Task
Copy every record exactly. Nothing may be skipped.
(Dataset Opens)
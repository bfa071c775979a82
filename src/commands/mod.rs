//! The `commands` module reads the line commands typed into `peril server`
//! and `peril client` and turns them into publishes.
//!
//! A failed publish is logged and counted; the loop keeps reading. Only an
//! input error, `quit` or end of input stops it.

pub mod player;
pub mod server;

use tracing::error;

use crate::utils::Result;

pub use player::run_player_commands;
pub use server::run_server_commands;

/// What a command loop did before it stopped.
#[derive(Debug, Default, Clone, Copy, PartialEq, Eq)]
pub struct CommandSummary {
    pub published: usize,
    pub failed: usize,
}

impl CommandSummary {
    fn record(&mut self, sent: Result<()>) -> bool {
        match sent {
            Ok(()) => {
                self.published += 1;
                true
            }
            Err(e) => {
                error!("Failed to publish a message: {}", e);
                self.failed += 1;
                false
            }
        }
    }
}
(Dataset Closes)
Final answer
repository bfa071c775979a82
filename src/commands/mod.rs
//! The `commands` module reads the line commands typed into `peril server`
//! and `peril client` and turns them into publishes.
//!
//! A failed publish is logged and counted; the loop keeps reading. Only an
//! input error, `quit` or end of input stops it.

pub mod player;
pub mod server;

use tracing::error;

use crate::utils::Result;

pub use player::run_player_commands;
pub use server::run_server_commands;

/// What a command loop did before it stopped.
#[derive(Debug, Default, Clone, Copy, PartialEq, Eq)]
pub struct CommandSummary {
    pub published: usize,
    pub failed: usize,
}

impl CommandSummary {
    fn record(&mut self, sent: Result<()>) -> bool {
        match sent {
            Ok(()) => {
                self.published += 1;
                true
            }
            Err(e) => {
                error!("Failed to publish a message: {}", e);
                self.failed += 1;
                false
            }
        }
    }
}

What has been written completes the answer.